# East Coast Offseason snowboarding?



## gravityhomer (Apr 8, 2008)

How about just into May/June? Everything closes in April. Even Marble Mountain in Newfoundland, Canada closes in April per this magazine I'm reading. 

Well at least I live somewhere I can do it part of the year.


----------



## Guest (Mar 9, 2009)

Unfortunately Canada is not the land of eternal snow, as many Americans think - at least not the Canada that's accessible within 10 hrs of Connecticut! For year-round snow in Eastern Canada, you have to go a long way north to mountains with no road access and no commercial ski operations. Montreal, which is surrounded by good skihills, has summers averaging only a couple of degrees cooler than Connecticut. It's warm/ hot and humid. The mountains in eastern Canada are not that high, so the temperature variable between the valleys and the peaks (Say between Montreal and the peak of Mt-Tremblant at only 900m) is nowhere near as great as in the west (Say, between Portland and the peak of Mt Hood at 3400m). Most places are shut down by mid-April, even places in northern Quebec, like Le Massif. Even most of the peaks have lost their snow by early June or earlier, and by that time it's full hiking season. 
Your best bet for late-season is on home soil in northern VT and NH. Stowe is open into early May I believe and Killington is sometimes open as late as early June. I can't vouch for the conditions at this time however! There is always the 'back-country' experience of Tuckerman's Ravine on the side of Mt Washington in New Hampshire. You have to hike to the ravine, but because it's usually out of the sun, and on the highest mountain in the northeast, the snow sticks around a LONG time. From what I'm told you can do the ravine well into summer, but you have to work for it! I hiked a little in the area in August a couple of years back and there were still large patches of snow in the ravine then. I think it's pretty reliable until late May or so, but don't quote me on that.


----------



## gravityhomer (Apr 8, 2008)

QuebecKiwi said:


> Unfortunately Canada is not the land of eternal snow, as many Americans think - at least not the Canada that's accessible within 10 hrs of Connecticut! For year-round snow in Eastern Canada, you have to go a long way north to mountains with no road access and no commercial ski operations. Montreal, which is surrounded by good skihills, has summers averaging only a couple of degrees cooler than Connecticut. It's warm/ hot and humid. The mountains in eastern Canada are not that high, so the temperature variable between the valleys and the peaks (Say between Montreal and the peak of Mt-Tremblant at only 900m) is nowhere near as great as in the west (Say, between Portland and the peak of Mt Hood at 3400m).

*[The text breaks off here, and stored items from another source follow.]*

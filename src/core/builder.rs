//! Builder pool and job management
//!
//! A fixed set of builder slots, each owning an isolated build root. Jobs run
//! through a [`BuildExecutor`] on the tokio runtime; the engine waits for the
//! first one to finish and collects its result from the builder root.

use futures::future::BoxFuture;
use futures::FutureExt;
use std::collections::{BTreeMap, HashMap};
use std::panic::AssertUnwindSafe;
use std::path::{Path, PathBuf};
use std::sync::Arc;
use std::time::SystemTime;
use tokio::task::JoinSet;

use crate::config::defaults;
use crate::core::check::{Assignment, BuildReason};
use crate::core::oracle::ResolvedDep;
use crate::core::package::Package;
use crate::core::status::PackageStatus;
use crate::error::BuildError;
use crate::infra::filesystem;

/// One build slot
#[derive(Debug, Clone, PartialEq, Eq)]
pub struct Builder {
    /// Slot index, starting at 0
    pub index: usize,
    /// Display name
    pub name: String,
    /// Build root owned by this slot
    pub root: PathBuf,
}

/// Fixed set of builder slots
#[derive(Debug, Clone)]
pub struct BuilderPool {
    builders: Vec<Builder>,
}

impl BuilderPool {
    /// Create `count` builders from a root template
    ///
    /// With one builder the template is used as is (minus any `{n}`). With
    /// more, `{n}` is replaced by the 1-based slot number, or `_<n>` is
    /// appended when the template has no placeholder. `count` is clamped to
    /// `1..=MAX_BUILDERS`.
    pub fn new(template: &str, count: usize) -> Self {
        let count = count.clamp(1, defaults::MAX_BUILDERS);
        let builders = (0..count)
            .map(|index| Builder {
                index,
                name: format!("builder{}", index + 1),
                root: PathBuf::from(expand_root(template, index, count)),
            })
            .collect();
        Self { builders }
    }

    /// Number of slots
    pub fn len(&self) -> usize {
        self.builders.len()
    }

    /// Always false; a pool has at least one slot
    pub fn is_empty(&self) -> bool {
        self.builders.is_empty()
    }

    /// Slot by index
    pub fn get(&self, index: usize) -> Option<&Builder> {
        self.builders.get(index)
    }

    /// All slots
    pub fn iter(&self) -> impl Iterator<Item = &Builder> {
        self.builders.iter()
    }

    /// Display names in slot order
    pub fn labels(&self) -> Vec<String> {
        self.builders.iter().map(|b| b.name.clone()).collect()
    }
}

fn expand_root(template: &str, index: usize, count: usize) -> String {
    if count == 1 {
        return template.replace(defaults::ROOT_PLACEHOLDER, "");
    }
    let n = (index + 1).to_string();
    if template.contains(defaults::ROOT_PLACEHOLDER) {
        template.replace(defaults::ROOT_PLACEHOLDER, &n)
    } else {
        format!("{template}_{n}")
    }
}

/// Everything an executor needs to build one package
#[derive(Debug, Clone)]
pub struct BuildRequest {
    /// Package id
    pub package: String,
    /// Package directory
    pub dir: PathBuf,
    /// Build script, relative to `dir`
    pub script: String,
    /// Target architecture
    pub arch: String,
    /// Builder root, exclusively owned by this job
    pub root: PathBuf,
    /// Resolved dependencies
    pub deps: Vec<ResolvedDep>,
}

impl BuildRequest {
    /// Directory the build writes its artifacts to
    pub fn result_dir(&self) -> PathBuf {
        self.root.join(defaults::RESULT_SUBDIR)
    }

    /// Log file of the build
    pub fn log_path(&self) -> PathBuf {
        self.root.join(defaults::BUILD_LOG)
    }

    /// Artifact files of all dependency binaries
    pub fn dependency_files(&self) -> Vec<PathBuf> {
        self.deps
            .iter()
            .filter_map(|d| d.binary.as_ref())
            .flat_map(|b| b.meta.files.iter().cloned())
            .collect()
    }
}

/// What an executor reports once the build terminated
#[derive(Debug, Clone, PartialEq, Eq)]
pub struct ExecOutcome {
    /// Process exit code (`None` when killed by a signal)
    pub exit_code: Option<i32>,
    /// Directory holding the produced artifacts
    pub result_dir: PathBuf,
    /// Captured build log
    pub log: Option<PathBuf>,
}

/// Runs one build, outside this process
pub trait BuildExecutor: Send + Sync {
    /// Start the build; the future resolves when it terminated
    fn execute(&self, request: BuildRequest) -> BoxFuture<'static, Result<ExecOutcome, BuildError>>;
}

/// An active job
#[derive(Debug, Clone)]
pub struct Job {
    /// Package being built
    pub package: String,
    /// Builder slot
    pub builder: usize,
    /// Fingerprint recorded on success
    pub fingerprint: String,
    /// Why it is built
    pub reason: BuildReason,
    /// Start time
    pub started: SystemTime,
}

/// A job whose executor future resolved
#[derive(Debug)]
pub struct FinishedJob {
    builder: usize,
    outcome: Result<ExecOutcome, BuildError>,
}

/// Collected result of a job
#[derive(Debug, Clone)]
pub struct JobResult {
    /// The job
    pub job: Job,
    /// End time
    pub ended: SystemTime,
    /// `Succeeded` or `Failed`
    pub status: PackageStatus,
    /// Failure reason
    pub detail: Option<String>,
    /// Artifact directory
    pub result_dir: Option<PathBuf>,
    /// Artifact files, failure marker excluded
    pub artifacts: Vec<PathBuf>,
    /// Build log
    pub log: Option<PathBuf>,
}

impl JobResult {
    /// Seconds between start and end
    pub fn duration_secs(&self) -> f64 {
        self.ended
            .duration_since(self.job.started)
            .map(|d| d.as_secs_f64())
            .unwrap_or_default()
    }
}

/// Starts, tracks and collects jobs
pub struct JobManager {
    executor: Arc<dyn BuildExecutor>,
    builders: BuilderPool,
    active: HashMap<usize, Job>,
    tasks: JoinSet<(usize, Result<ExecOutcome, BuildError>)>,
}

impl JobManager {
    /// Create a manager over `builders`
    pub fn new(executor: Arc<dyn BuildExecutor>, builders: BuilderPool) -> Self {
        Self {
            executor,
            builders,
            active: HashMap::new(),
            tasks: JoinSet::new(),
        }
    }

    /// The builder pool
    pub fn builders(&self) -> &BuilderPool {
        &self.builders
    }

    /// Package -> builder slot of every active job
    pub fn building(&self) -> BTreeMap<String, usize> {
        self.active
            .values()
            .map(|job| (job.package.clone(), job.builder))
            .collect()
    }

    /// Free slots in index order
    pub fn idle_builders(&self) -> Vec<usize> {
        self.builders
            .iter()
            .map(|b| b.index)
            .filter(|i| !self.active.contains_key(i))
            .collect()
    }

    /// Whether any job is running
    pub fn has_active(&self) -> bool {
        !self.active.is_empty()
    }

    /// Start a job for `package` on the assigned builder
    pub fn assign(
        &mut self,
        assignment: &Assignment,
        package: &Package,
        arch: &str,
    ) -> Result<(), BuildError> {
        let builder = self
            .builders
            .get(assignment.builder)
            .ok_or(BuildError::NoSuchBuilder {
                builder: assignment.builder,
            })?;
        if let Some(job) = self.active.get(&builder.index) {
            return Err(BuildError::BuilderBusy {
                builder: builder.index,
                package: job.package.clone(),
            });
        }

        let script = package
            .recipe
            .as_ref()
            .map_or(defaults::BUILD_SCRIPT, |r| r.script())
            .to_string();
        let request = BuildRequest {
            package: package.id.clone(),
            dir: package.dir.clone(),
            script,
            arch: arch.to_string(),
            root: builder.root.clone(),
            deps: assignment.deps.clone(),
        };

        tracing::info!(
            "Starting build of {} on {} ({})",
            package.id,
            builder.name,
            assignment.reason
        );

        let index = builder.index;
        let package_id = package.id.clone();
        let future = self.executor.execute(request);
        self.tasks.spawn(async move {
            let outcome = match AssertUnwindSafe(future).catch_unwind().await {
                Ok(outcome) => outcome,
                Err(_) => Err(BuildError::SpawnFailed {
                    package: package_id,
                    error: "build executor panicked".to_string(),
                }),
            };
            (index, outcome)
        });

        self.active.insert(
            index,
            Job {
                package: package.id.clone(),
                builder: index,
                fingerprint: assignment.fingerprint.clone(),
                reason: assignment.reason,
                started: SystemTime::now(),
            },
        );
        Ok(())
    }

    /// Wait until at least one job terminated
    ///
    /// Returns `None` when no job is active.
    pub async fn wait_for_any(&mut self) -> Option<FinishedJob> {
        while let Some(joined) = self.tasks.join_next().await {
            match joined {
                Ok((builder, outcome)) => return Some(FinishedJob { builder, outcome }),
                Err(e) if e.is_cancelled() => continue,
                Err(e) => tracing::error!("Build task failed: {}", e),
            }
        }
        None
    }

    /// Release the builder and collect the job's result
    ///
    /// A non-zero exit or a failure marker in the result directory makes the
    /// job `failed`; the marker's content, if any, is the reason.
    pub fn finish(&mut self, finished: FinishedJob) -> Option<JobResult> {
        let job = self.active.remove(&finished.builder)?;
        let ended = SystemTime::now();

        let outcome = match finished.outcome {
            Ok(outcome) => outcome,
            Err(e) => {
                tracing::warn!("Build of {} could not run: {}", job.package, e);
                return Some(JobResult {
                    job,
                    ended,
                    status: PackageStatus::Failed,
                    detail: Some(e.to_string()),
                    result_dir: None,
                    artifacts: Vec::new(),
                    log: None,
                });
            }
        };

        let marker = outcome.result_dir.join(defaults::FAILED_MARKER);
        let (status, detail) = if marker.exists() {
            let reason = std::fs::read_to_string(&marker)
                .map(|s| s.trim().to_string())
                .unwrap_or_default();
            let reason = if reason.is_empty() {
                "failure marker present".to_string()
            } else {
                reason
            };
            (PackageStatus::Failed, Some(reason))
        } else {
            match outcome.exit_code {
                Some(0) => (PackageStatus::Succeeded, None),
                Some(code) => (PackageStatus::Failed, Some(format!("exit status {code}"))),
                None => (
                    PackageStatus::Failed,
                    Some("terminated by signal".to_string()),
                ),
            }
        };

        let artifacts = if status == PackageStatus::Succeeded {
            collect_artifacts(&outcome.result_dir)
        } else {
            Vec::new()
        };

        tracing::info!("Build of {} finished: {}", job.package, status);
        Some(JobResult {
            job,
            ended,
            status,
            detail,
            result_dir: Some(outcome.result_dir),
            artifacts,
            log: outcome.log,
        })
    }

    /// Kill every running job
    pub async fn abort_all(&mut self) {
        if self.active.is_empty() {
            return;
        }
        tracing::warn!("Aborting {} running builds", self.active.len());
        self.tasks.abort_all();
        while self.tasks.join_next().await.is_some() {}
        self.active.clear();
    }
}

fn collect_artifacts(result_dir: &Path) -> Vec<PathBuf> {
    match filesystem::list_files(result_dir) {
        Ok(files) => files
            .into_iter()
            .filter(|f| f.file_name().is_some_and(|n| n != defaults::FAILED_MARKER))
            .collect(),
        Err(e) => {
            tracing::warn!("Cannot list artifacts in {}: {}", result_dir.display(), e);
            Vec::new()
        }
    }
}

Yeah, I hadn't considered the lack of tall peaks. I am definitely guilty of thinking of Canada as the land of snow and cold. I'm just jealous that PNW and BC, Canada seem to have reasonable amounts of late season snow, And here on the east coast we have vermont. Maybe we'll have a mini ice age soon?

I'm not that experienced yet, so I will hold off on something like an open country ravine.


----------